Spark 3.0の新機能によるFXデータの抽出時間を短縮してみた

こんにちは。次世代システム研究室のT.D.Qです。
2020年６月にビッグデータを並列処理するクラスタコンピューティングフレームワーク「Apache Spark 3.0.0」が公開されました。性能面では、Adaptive Query Execution（AQE）、Dynamic Partition Pruning（DPP）、各種の最適化機能により、TPC-DSのベンチマークテストでは、Spark 3.0はSpark 2.4よりもおおよそ2倍高速です。今回の記事は大量FXデータの抽出にどのくらい時間を短縮できるかSpark 3.0の新機能を検証して紹介したいと思います。

1.検証実行環境
2.検証データの準備
1. 2-1.一括CSVデータ取り込む
2. 2-2.Delta Lakeにデータ格納
3.Adaptive Query Execution
4.PartitionFilters及びPushedFilters
5.Dynamic Partition Pruning
6.Dynamically optimizing skew joins
7.Join Hints
8.最後に

検証実行環境

今回利用するミドルウェアは、以下のものでCentOS7.8サーバで構築されたクラスタで試しました。

Hadoop 3.2.1
Spark 3.0.0
Delta Lake 0.7 (delta-core_2.12)

環境構築手順はこちらの記事をご参照ください。
また、今回の検証はPySparkで実現するので、Jupyter Notebookと連携するように設定し、以下のコマンドでPySparkを起動しておきます。

#!/bin/bash

timestamp=`date "+%Y%m%d%H%M"`

nohup pyspark --name 20204QBlogSparkApplication${timestamp}
--packages io.delta:delta-core_2.12:0.7.0 
--conf "spark.sql.extensions=io.delta.sql.DeltaSparkSessionExtension" 
--conf "spark.sql.catalog.spark_catalog=org.apache.spark.sql.delta.catalog.DeltaCatalog" &> pyspark.log

Jupyter Notebookから起動したSparkContextにアクセスすることができます。

検証データの準備

今回の検証データはHistData.comから各クロス円通貨ペアの直近３年間のCSVデータをダウンロードしてHDFSに事前に格納しました。データサイズは31.4GB前後です。
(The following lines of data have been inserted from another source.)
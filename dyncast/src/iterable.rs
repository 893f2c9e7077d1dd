// Copyright 2026 the Dyncast Authors
// SPDX-License-Identifier: Apache-2.0 OR MIT

//! `Iterable[T]`: anything supporting the runtime iteration protocol.

use core::marker::PhantomData;

use dynobj::{Handle, Object, Runtime};

use crate::cast::{FromObject, view};
use crate::descr::{TypeDescr, TypeName};
use crate::error::CastError;
use crate::iter::{CastIter, IterCursor};
use crate::ownership::Ownership;
use crate::view::view_common;

/// A view of an iterable runtime value (list, tuple, string, dict, sequence or iterator) whose
/// items convert to `T`.
pub struct Iterable<T> {
    obj: Object,
    _marker: PhantomData<fn() -> (T,)>,
}

view_common!(Iterable<T>);

/// Host iterator over the items of an [`Iterable`].
pub type IterableIter<T> = CastIter<IterCursor<T>>;

impl<T: FromObject> Iterable<T> {
    /// Requests a fresh runtime iterator and walks it.
    ///
    /// Iterating a container twice yields its items twice; iterating a viewed iterator resumes it.
    pub fn iter(&self) -> Result<IterableIter<T>, CastError> {
        let iter = self.runtime().get_iter(self.handle())?;
        Ok(CastIter::new(IterCursor::new(iter)))
    }
}

impl<T: TypeName> TypeName for Iterable<T> {
    const DESCR: TypeDescr = TypeDescr::Generic {
        head: "Iterable",
        args: &[T::DESCR],
    };
}

impl<T: TypeName> FromObject for Iterable<T> {
    fn accepts(rt: &Runtime, h: Handle, _convert: bool) -> bool {
        rt.has_iter(h)
    }

    fn from_handle<O: Ownership>(rt: &Runtime, h: Handle, own: O) -> Result<Self, CastError> {
        view(rt, h, own, Self::from_object)
    }
}
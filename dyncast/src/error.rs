// Copyright 2026 the Dyncast Authors
// SPDX-License-Identifier: Apache-2.0 OR MIT

//! Conversion errors.

use core::fmt;

use dynobj::{ObjError, ObjKind};

use crate::descr::TypeDescr;

/// An error reported while viewing or converting runtime values.
#[derive(Clone, Debug, PartialEq, Eq)]
pub enum CastError {
    /// A value failed the structural check of a typed view.
    TypeMismatch {
        /// Descriptor of the requested view.
        expected: TypeDescr,
        /// Kind of the offending value.
        found: ObjKind,
    },
    /// Native extraction of a host scalar failed (wrong kind or out of range).
    Conversion {
        /// Descriptor of the requested host type.
        target: TypeDescr,
        /// Kind of the offending value.
        found: ObjKind,
    },
    /// Index out of range.
    Index {
        /// Requested index.
        index: usize,
        /// Length of the container.
        len: usize,
    },
    /// Mapping has no entry for the key.
    Key,
    /// An empty optional was dereferenced.
    BadOptionalAccess,
    /// A union alternative other than the held one was requested.
    BadVariantAccess {
        /// Requested alternative.
        requested: usize,
        /// Alternative the value actually matches.
        held: usize,
    },
    /// The runtime iteration protocol reported a fault.
    RuntimeIteration(ObjError),
    /// A tuple had the wrong number of elements.
    LengthMismatch {
        /// Arity of the requested tuple view.
        expected: usize,
        /// Length of the value.
        found: usize,
    },
    /// `make_iterator` was called for an iterator type that was never declared.
    IteratorNotDeclared {
        /// Rust type name of the iterator.
        type_name: &'static str,
    },
    /// A casting iterator was dereferenced past its end.
    Exhausted,
    /// Any other runtime failure.
    Runtime(ObjError),
}

impl fmt::Display for CastError {
    fn fmt(&self, f: &mut fmt::Formatter<'_>) -> fmt::Result {
        match self {
            Self::TypeMismatch { expected, found } => {
                write!(f, "cannot view {found} as {expected}")
            }
            Self::Conversion { target, found } => {
                write!(f, "cannot convert {found} to {target}")
            }
            Self::Index { index, len } => {
                write!(f, "index out of range: index={index} len={len}")
            }
            Self::Key => write!(f, "key not found"),
            Self::BadOptionalAccess => write!(f, "accessing empty optional"),
            Self::BadVariantAccess { requested, held } => {
                write!(
                    f,
                    "accessing invalid value in union: requested={requested} held={held}"
                )
            }
            Self::RuntimeIteration(err) => write!(f, "iteration failed: {err}"),
            Self::LengthMismatch { expected, found } => {
                write!(f, "tuple length mismatch: expected={expected} found={found}")
            }
            Self::IteratorNotDeclared { type_name } => {
                write!(f, "iterator type not declared: {type_name}")
            }
            Self::Exhausted => write!(f, "iterator dereferenced past the end"),
            Self::Runtime(err) => write!(f, "runtime error: {err}"),
        }
    }
}

impl core::error::Error for CastError {
    fn source(&self) -> Option<&(dyn core::error::Error + 'static)> {
        match self {
            Self::RuntimeIteration(err) | Self::Runtime(err) => Some(err),
            _ => None,
        }
    }
}

impl From<ObjError> for CastError {
    fn from(err: ObjError) -> Self {
        Self::Runtime(err)
    }
}
// Copyright 2026 the Dyncast Authors
// SPDX-License-Identifier: Apache-2.0 OR MIT

//! `Union[T0, T1, ...]`: a value viewable as one of several alternatives.
//!
//! The held alternative is found in two passes over the declared alternatives: first without
//! conversions, then with them. Within a pass the first accepting alternative wins, so
//! `Union<(f64, i64)>` over the runtime value `1` selects `i64` (exact in the first pass) even
//! though `f64` is declared first.

use core::cell::Cell;
use core::fmt;
use core::marker::PhantomData;

use dynobj::{Handle, Object, Runtime};

use crate::cast::{FromObject, cast_from_handle, mismatch};
use crate::descr::{TypeDescr, TypeName};
use crate::error::CastError;
use crate::into::{IntoObject, owned_by};
use crate::ownership::Ownership;
use crate::tuple::TupleIndex;

/// The alternatives of a [`Union`], implemented for Rust tuples of one to eight types.
pub trait UnionSpec {
    /// Alternative descriptors in declaration order.
    const ARGS: &'static [TypeDescr];

    /// Returns the first alternative accepting `h` under `convert`.
    fn find(rt: &Runtime, h: Handle, convert: bool) -> Option<usize>;

    /// Two-pass lookup: exact matches first, then conversions.
    fn find_index(rt: &Runtime, h: Handle) -> Option<usize> {
        Self::find(rt, h, false).or_else(|| Self::find(rt, h, true))
    }
}

/// A view of a runtime value accepted by at least one alternative of `S`.
pub struct Union<S> {
    obj: Object,
    index: Cell<Option<usize>>,
    _marker: PhantomData<fn() -> (S,)>,
}

impl<S> Union<S> {
    fn from_object(obj: Object) -> Self {
        Self {
            obj,
            index: Cell::new(None),
            _marker: PhantomData,
        }
    }

    /// Returns the underlying runtime reference.
    #[must_use]
    #[inline]
    pub fn as_object(&self) -> &Object {
        &self.obj
    }

    /// Gives up the view, returning the underlying runtime reference.
    #[must_use]
    #[inline]
    pub fn into_object(self) -> Object {
        self.obj
    }

    /// Returns the raw handle of the viewed value.
    #[must_use]
    #[inline]
    pub fn handle(&self) -> Handle {
        self.obj.handle()
    }

    /// Returns the runtime the viewed value lives in.
    #[must_use]
    #[inline]
    pub fn runtime(&self) -> &Runtime {
        self.obj.runtime()
    }
}

impl<S: UnionSpec> Union<S> {
    /// Stores a host value and views it as a union.
    pub fn from_value<V: IntoObject>(rt: &Runtime, value: V) -> Result<Self, CastError>
    where
        Self: TypeName,
    {
        let obj = value.into_runtime(rt)?;
        if S::find_index(rt, obj.handle()).is_none() {
            return Err(mismatch::<Self>(rt, obj.handle()));
        }
        Ok(Self::from_object(obj))
    }

    /// Returns the index of the held alternative.
    ///
    /// Computed on first use and memoized. A value no alternative accepts reports
    /// [`CastError::BadVariantAccess`] with `held` set to the number of alternatives.
    pub fn index(&self) -> Result<usize, CastError>
    where
        Self: TypeName,
    {
        if let Some(index) = self.index.get() {
            return Ok(index);
        }
        let index = S::find_index(self.runtime(), self.handle()).ok_or(
            CastError::BadVariantAccess {
                requested: 0,
                held: S::ARGS.len(),
            },
        )?;
        self.index.set(Some(index));
        Ok(index)
    }

    /// Returns `true` if alternative `I` is held.
    pub fn holds<const I: usize>(&self) -> bool
    where
        Self: TypeName,
    {
        self.index() == Ok(I)
    }

    /// Converts the value as alternative `I`.
    ///
    /// Fails with [`CastError::BadVariantAccess`] if another alternative is held.
    pub fn get<const I: usize>(&self) -> Result<<S as TupleIndex<I>>::Output, CastError>
    where
        Self: TypeName,
        S: TupleIndex<I>,
        <S as TupleIndex<I>>::Output: FromObject,
    {
        let held = self.index()?;
        if held != I {
            return Err(CastError::BadVariantAccess { requested: I, held });
        }
        cast_from_handle(self.runtime(), self.handle())
    }
}

impl<S: UnionSpec> TypeName for Union<S> {
    const DESCR: TypeDescr = TypeDescr::Generic {
        head: "Union",
        args: S::ARGS,
    };
}

impl<S: UnionSpec> FromObject for Union<S> {
    fn accepts(rt: &Runtime, h: Handle, _convert: bool) -> bool {
        S::find_index(rt, h).is_some()
    }

    fn from_handle<O: Ownership>(rt: &Runtime, h: Handle, own: O) -> Result<Self, CastError> {
        let Some(index) = S::find_index(rt, h) else {
            let err = mismatch::<Self>(rt, h);
            own.release(rt, h);
            return Err(err);
        };
        let view = Self::from_object(own.acquire(rt, h)?);
        view.index.set(Some(index));
        Ok(view)
    }
}

impl<S> Clone for Union<S> {
    fn clone(&self) -> Self {
        Self {
            obj: self.obj.clone(),
            index: self.index.clone(),
            _marker: PhantomData,
        }
    }
}

impl<S> IntoObject for Union<S> {
    #[inline]
    fn into_runtime(self, rt: &Runtime) -> Result<Object, CastError> {
        owned_by(rt, self.obj)
    }
}

impl<S> fmt::Debug for Union<S> {
    fn fmt(&self, f: &mut fmt::Formatter<'_>) -> fmt::Result {
        f.debug_struct("Union")
            .field("value", &self.obj)
            .field("index", &self.index.get())
            .finish()
    }
}

macro_rules! union_spec {
    ($($T:ident),+) => {
        impl<$($T: FromObject),+> UnionSpec for ($($T,)+) {
            const ARGS: &'static [TypeDescr] = &[$($T::DESCR),+];

            fn find(rt: &Runtime, h: Handle, convert: bool) -> Option<usize> {
                let checks: &[fn(&Runtime, Handle, bool) -> bool] = &[$($T::accepts),+];
                checks.iter().position(|accepts| accepts(rt, h, convert))
            }
        }
    };
}

union_spec!(A);
union_spec!(A, B);
union_spec!(A, B, C);
union_spec!(A, B, C, D);
union_spec!(A, B, C, D, E);
union_spec!(A, B, C, D, E, F);
union_spec!(A, B, C, D, E, F, G);
union_spec!(A, B, C, D, E, F, G, H);

#[cfg(test)]
mod tests {
    use super::*;
    use crate::List;
    use crate::descr::descriptor;
    use alloc::string::String;

    type Scalar = Union<(String, i64, f64)>;

    #[test]
    fn descriptor_lists_alternatives() {
        assert_eq!(descriptor::<Scalar>(), "Union[str, int, float]");
        assert_eq!(
            descriptor::<Union<(List<i64>, ())>>(),
            "Union[List[int], None]"
        );
    }

    #[test]
    fn index_follows_runtime_kind() {
        let rt = Runtime::new();
        let n = rt.new_int(13).unwrap();
        let f = rt.new_float(17.624).unwrap();
        let s = rt.new_str("").unwrap();
        assert_eq!(cast_from_handle::<Scalar>(&rt, n.handle()).unwrap().index(), Ok(1));
        assert_eq!(cast_from_handle::<Scalar>(&rt, f.handle()).unwrap().index(), Ok(2));
        assert_eq!(cast_from_handle::<Scalar>(&rt, s.handle()).unwrap().index(), Ok(0));
    }

    #[test]
    fn exact_match_beats_earlier_conversion() {
        let rt = Runtime::new();
        let n = rt.new_int(1).unwrap();
        let u: Union<(f64, i64)> = cast_from_handle(&rt, n.handle()).unwrap();
        assert_eq!(u.index(), Ok(1));
        assert_eq!(u.get::<1>().unwrap(), 1);
        assert_eq!(
            u.get::<0>().unwrap_err(),
            CastError::BadVariantAccess {
                requested: 0,
                held: 1
            }
        );
    }

    #[test]
    fn conversion_is_the_fallback() {
        let rt = Runtime::new();
        let n = rt.new_int(2).unwrap();
        let u: Union<(String, f64)> = cast_from_handle(&rt, n.handle()).unwrap();
        assert!(u.holds::<1>());
        assert_eq!(u.get::<1>().unwrap(), 2.0);
    }

    #[test]
    fn no_alternative_is_a_mismatch() {
        let rt = Runtime::new();
        let l = rt.new_list(alloc::vec::Vec::<Object>::new()).unwrap();
        assert!(cast_from_handle::<Union<(i64, String)>>(&rt, l.handle()).is_err());
        assert_eq!(l.ref_count().unwrap(), 1);
    }

    #[test]
    fn unmatched_value_has_no_valid_index() {
        let rt = Runtime::new();
        let l = rt.new_list(alloc::vec::Vec::<Object>::new()).unwrap();
        let u = Union::<(i64, String)>::from_object(l);
        let err = CastError::BadVariantAccess {
            requested: 0,
            held: 2,
        };
        assert_eq!(u.index(), Err(err.clone()));
        assert!(!u.holds::<0>());
        assert_eq!(u.get::<1>().unwrap_err(), err);
        assert_eq!(u.index.get(), None);
    }

    #[test]
    fn foreign_union_is_refused() {
        let a = Runtime::new();
        let b = Runtime::new();
        let u = Scalar::from_value(&b, 3_i64).unwrap();
        assert_eq!(
            u.into_runtime(&a).unwrap_err(),
            CastError::Runtime(dynobj::ObjError::ForeignObject)
        );
    }

    #[test]
    fn from_value_memoizes_lazily() {
        let rt = Runtime::new();
        let u = Scalar::from_value(&rt, "hi").unwrap();
        assert_eq!(u.index.get(), None);
        assert_eq!(u.index(), Ok(0));
        assert_eq!(u.index.get(), Some(0));
        assert_eq!(u.get::<0>().unwrap(), "hi");
    }
}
hdfs dfs -du -s -h /tmp/forex_data
10.5 G  31.4 G  /tmp/forex_data

一括CSVデータ取り込む

HDFSに通貨ペア別月別にCSVフォーマットで複数ファイルを格納しましたが、SparkのDataFrameに複数CSVファイルを一括ロードしていきたいと思います。

from pyspark.sql.functions import col, lit
from pyspark.sql.types import StructType,StructField, StringType, FloatType

def get_df_from_csv_paths(commodity):
        file_path="/tmp/forex_data/{0}/*.csv".format(commodity)
        
        quote_schema = StructType([ \
            StructField("quote_timestamp",StringType(),True), \
            StructField("bid_quote",FloatType(),True), \
            StructField("ask_quote",FloatType(),True), \
            StructField("volume", StringType(), True)
        ])
        
        df = spark.read.format("csv").option("header", "false").\
            schema(quote_schema).\
            option('delimiter', ',').\
            option('mode', 'DROPMALFORMED').\
            load(file_path)
        
        # volumeカラムは使わないのでforex_pairに変更。
        new_df = df.withColumn("volume", lit(commodity)).withColumnRenamed("volume", "forex_pair")
        # 検索時間を短縮する目的でレート日付でテーブルのPartitionを作るため、quote_dateカラムを作成する。
        new_df = new_df.withColumn("quote_date",  new_df.quote_timestamp[0:7])
        
        return new_df

def load_all_quote_data():
    forex_pairs=["audjpy","cadjpy","chfjpy","eurjpy","gbpjpy","nzdjpy","sgdjpy","usdjpy"]
    all_quote_df = None
    for forex_pair in forex_pairs:
        quote_df=get_df_from_csv_paths(forex_pair)
        if all_quote_df is None:
            all_quote_df = quote_df
        else:
            all_quote_df = all_quote_df.union(quote_df)
    return all_quote_df

上記の関数で準備した８通過ペア、264,260,447件のレートデータを無事にSparkのDataFrameにロードすることができました。

Delta Lakeにデータ格納

今回は大量のテーブルを結合して実行時間を短縮していきたいので、all_quote_dfから３テーブルを作成してDelta Lakeに格納します。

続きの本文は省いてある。